As history would prove, Joan also possessed remarkable mental and physical courage.

At first her voices simply told her to be good, chaste and pray daily. Later they began to tell her that she, and she alone, could save France from the English.

During what we now call The Hundred Years War (1337 - 1453), a power struggle for control of the French Throne was waged between the Kingdom of England and the Kingdom of France. Some of the particulars of this power struggle can be lost on us in the modern world because it involved a series of intermarriages between these two countries and monarchs dying without proper heirs.

Charles, the dauphin (heir apparent), came to power in 1422. However the crown was in dispute between he and King Henry VI of England. This was because Charles' mother, Isabeau, had implied that he was illegitimate. English forces occupied a large portion of northern France and France was in danger of the same fate as Ireland; become a colony of the England.

All of the cautious military tactics of experienced generals and the feeble diplomacy of politicians had done nothing to change the odds in France's favor. In 1428 the English laid siege to Orleans, however their force was insufficient to capture the entire city. It was at this time, that Joan first attempted to meet with Charles.

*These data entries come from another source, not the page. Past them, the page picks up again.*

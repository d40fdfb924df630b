use anyhow::{bail, ensure, Context, Result};
use itertools::Itertools;
use rustc_hash::FxHashMap;
use tracing::debug;

type Point = [i32; 3];
type Rotation = [[i32; 3]; 3];

const OVERLAP: usize = 12;

fn det(m: &Rotation) -> i32 {
    m[0][0] * (m[1][1] * m[2][2] - m[1][2] * m[2][1])
        - m[0][1] * (m[1][0] * m[2][2] - m[1][2] * m[2][0])
        + m[0][2] * (m[1][0] * m[2][1] - m[1][1] * m[2][0])
}

/// The 24 orientations: signed axis permutations with determinant 1.
fn rotations() -> Vec<Rotation> {
    [0usize, 1, 2].into_iter().permutations(3).flat_map(|perm| {
        (0 .. 8u8).filter_map(move |signs| {
            let mut m = [[0; 3]; 3];
            for r in 0 .. 3 {m[r][perm[r]] = if signs >> r & 1 == 1 {-1} else {1}}
            (det(&m) == 1).then_some(m)
        })
    }).collect()
}

fn rotate(m: &Rotation, p: Point) -> Point {
    [0, 1, 2].map(|r| (0 .. 3).map(|c| m[r][c] * p[c]).sum())
}

fn sub(a: Point, b: Point) -> Point {[a[0] - b[0], a[1] - b[1], a[2] - b[2]]}
fn add(a: Point, b: Point) -> Point {[a[0] + b[0], a[1] + b[1], a[2] + b[2]]}
fn manhattan(a: Point, b: Point) -> i32 {sub(a, b).iter().map(|d| d.abs()).sum()}

/// Multiset of squared distances between every two beacons of a scanner. Rotation and
/// translation leave it unchanged, so two scanners sharing 12 beacons share 66 entries.
fn fingerprint(beacons: &[Point]) -> FxHashMap<i64, usize> {
    let mut counts = FxHashMap::default();
    for (a, b) in beacons.iter().tuple_combinations() {
        let d = sub(*a, *b);
        *counts.entry(d.iter().map(|&x| x as i64 * x as i64).sum()).or_default() += 1;
    }
    counts
}

fn shared(a: &FxHashMap<i64, usize>, b: &FxHashMap<i64, usize>) -> usize {
    a.iter().map(|(d, n)| b.get(d).map_or(0, |m| *n.min(m))).sum()
}

/// Finds the orientation and offset that lay at least 12 of `beacons` onto `placed`.
/// Returns the beacons in the frame of `placed` and the scanner's position there.
fn align(placed: &[Point], beacons: &[Point], rots: &[Rotation]) -> Option<(Vec<Point>, Point)> {
    for rot in rots {
        let turned = beacons.iter().map(|&b| rotate(rot, b)).collect::<Vec<_>>();
        let mut offsets = FxHashMap::<Point, usize>::default();
        for &p in placed {
            for &t in &turned {
                let n = offsets.entry(sub(p, t)).or_default();
                *n += 1;
                if *n >= OVERLAP {
                    let offset = sub(p, t);
                    return Some((turned.iter().map(|&t| add(t, offset)).collect(), offset));
                }
            }
        }
    }
    None
}

/// Places every scanner in the frame of scanner 0. Returns the beacons of each scanner
/// in that frame, and the scanner positions.
fn register(scanners: &[Vec<Point>]) -> Result<(Vec<Vec<Point>>, Vec<Point>)> {
    let rots = rotations();
    let prints = scanners.iter().map(|s| fingerprint(s)).collect::<Vec<_>>();
    let mut world: Vec<Option<Vec<Point>>> = vec![None; scanners.len()];
    let mut positions = vec![[0; 3]; scanners.len()];
    world[0] = Some(scanners[0].clone());
    let mut queue = vec![0];
    while let Some(i) = queue.pop() {
        for j in 0 .. scanners.len() {
            if world[j].is_some() || shared(&prints[i], &prints[j]) < OVERLAP * (OVERLAP - 1) / 2 {continue};
            let Some(placed) = &world[i] else {continue};
            if let Some((beacons, position)) = align(placed, &scanners[j], &rots) {
                debug!(scanner = j, via = i, ?position, "aligned scanner");
                world[j] = Some(beacons);
                positions[j] = position;
                queue.push(j);
            }
        }
    }
    let world = world.into_iter().enumerate().map(|(i, beacons)|
        beacons.with_context(|| format!("scanner {} overlaps no other scanner", i))
    ).collect::<Result<Vec<_>>>()?;
    Ok((world, positions))
}

fn parse(input: &str) -> Result<Vec<Vec<Point>>> {
    input.trim().split("\n\n").map(|block| {
        let mut lines = block.lines();
        let header = lines.next().unwrap_or_default();
        ensure!(header.starts_with("--- scanner"), "expected scanner header, got {:?}", header);
        lines.map(|line| {
            let coords = line.trim().split(',').map(|c| c.parse::<i32>()).collect::<Result<Vec<_>, _>>()
                .with_context(|| format!("bad beacon {}", line))?;
            match coords[..] {
                [x, y, z] => Ok([x, y, z]),
                _ => bail!("beacon {} is not three coordinates", line)
            }
        }).collect::<Result<Vec<Point>>>()
    }).collect()
}

pub fn day19(part: u8, input: &str) -> Result<String> {
    let scanners = parse(input)?;
    ensure!(!scanners.is_empty(), "no scanners");
    let (world, positions) = register(&scanners)?;
    if part == 1 {
        Ok(world.iter().flatten().unique().count().to_string())
    } else {
        let widest = positions.iter().tuple_combinations().map(|(&a, &b)| manhattan(a, b)).max();
        Ok(widest.unwrap_or(0).to_string())
    }
}

#[cfg(test)]
mod tests {
    use super::*;

    #[test]
    fn twenty_four_orientations() {
        let rots = rotations();
        assert_eq!(rots.len(), 24);
        assert_eq!(rots.iter().unique().count(), 24);
        let p = [1, 2, 3];
        assert_eq!(rots.iter().map(|r| rotate(r, p)).unique().count(), 24);
    }

    fn format_scanner(id: usize, beacons: &[Point]) -> String {
        let lines = beacons.iter().map(|p| format!("{},{},{}", p[0], p[1], p[2])).join("\n");
        format!("--- scanner {} ---\n{}", id, lines)
    }

    #[test]
    fn two_scanners() {
        let common = (0 .. 12).map(|i| [i * 37 % 101 - 50, i * 53 % 97 - 40, i * i % 89 - 30]).collect::<Vec<_>>();
        let mut first = common.clone();
        first.extend([[500, 400, 300], [-600, 20, 10]]);
        // second scanner sits at (68, -1246, -43), turned (x, y, z) -> (y, -x, z)
        let at = [68, -1246, -43];
        let mut second = common.iter().map(|&p| sub(p, at)).collect::<Vec<_>>();
        second.extend([[700, 0, 0], [0, 700, 0], [0, 0, 700]]);
        let second = second.iter().map(|p| [p[1], -p[0], p[2]]).collect::<Vec<_>>();
        let input = format!("{}\n\n{}\n", format_scanner(0, &first), format_scanner(1, &second));

        assert_eq!(day19(1, &input).unwrap(), "17");
        assert_eq!(day19(2, &input).unwrap(), (68 + 1246 + 43).to_string());
    }

    #[test]
    fn lonely_scanner() {
        let input = "--- scanner 0 ---\n1,2,3\n\n--- scanner 1 ---\n4,5,6\n";
        assert!(day19(1, input).is_err());
    }
}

Led by her voices, Joan amassed a small band of followers. Against her father's wishes, she road to Vaucouleurs in May to meet Charles. She and her visions, where promptly dismissed. The 16 year old Joan went home. Undeterred she returned the next year.

In April of 1429, Joan disguised her mission.
She said she was leaving Domrémy to help her Uncle's wife, who was with child. Upon reaching Vaucouleurs, Joan insisted that Captain Robert de Baudricourt take her to save the king. He burst out laughing. He advised Joan's Uncle to spank her soundly and return her to her parents. Joan, however, stood her ground, gaining the sympathy of the people of Vaucouleurs, who began to believe in her mission.

Joan, according to Church Investigators, said, "I come here to talk to Robert de Baudricourt so that he either deigns take me, or have me taken, to the king. There is no solution but through me.And even then I would much rather slip away to be with my poor mother, since this is not my state. But go I must, for such is the will of my Lord."

"But who is your lord?" de Baudricort asked.

"The King of Heaven!" Joan replied.

The Captain took Joan to meet with Charles.

When Joan met Charles for the first time, she identified him immediately, even though he was hiding behind several of his courtiers in an attempt to trick her. She presented herself with great humility and simplicity, an impoverished little shepherd girl, and said to the King "Most illustrious Lord Dauphin, I have come and am sent in the name of God to bring aid to yourself and to the kingdom."

At some point, Joan asked for a private audience with Charles in a side chamber. Although the discussion was never official documented, Joan told him about a private prayer he had made the previous November. In that prayer, Charles asked God to aid him in his cause if he was the rightful heir to the throne, and to punish him alone rather than his people if his sins were responsible for their suffering. She is said to have related the details of this prayer and assured him that he was the legitimate claimant to the throne.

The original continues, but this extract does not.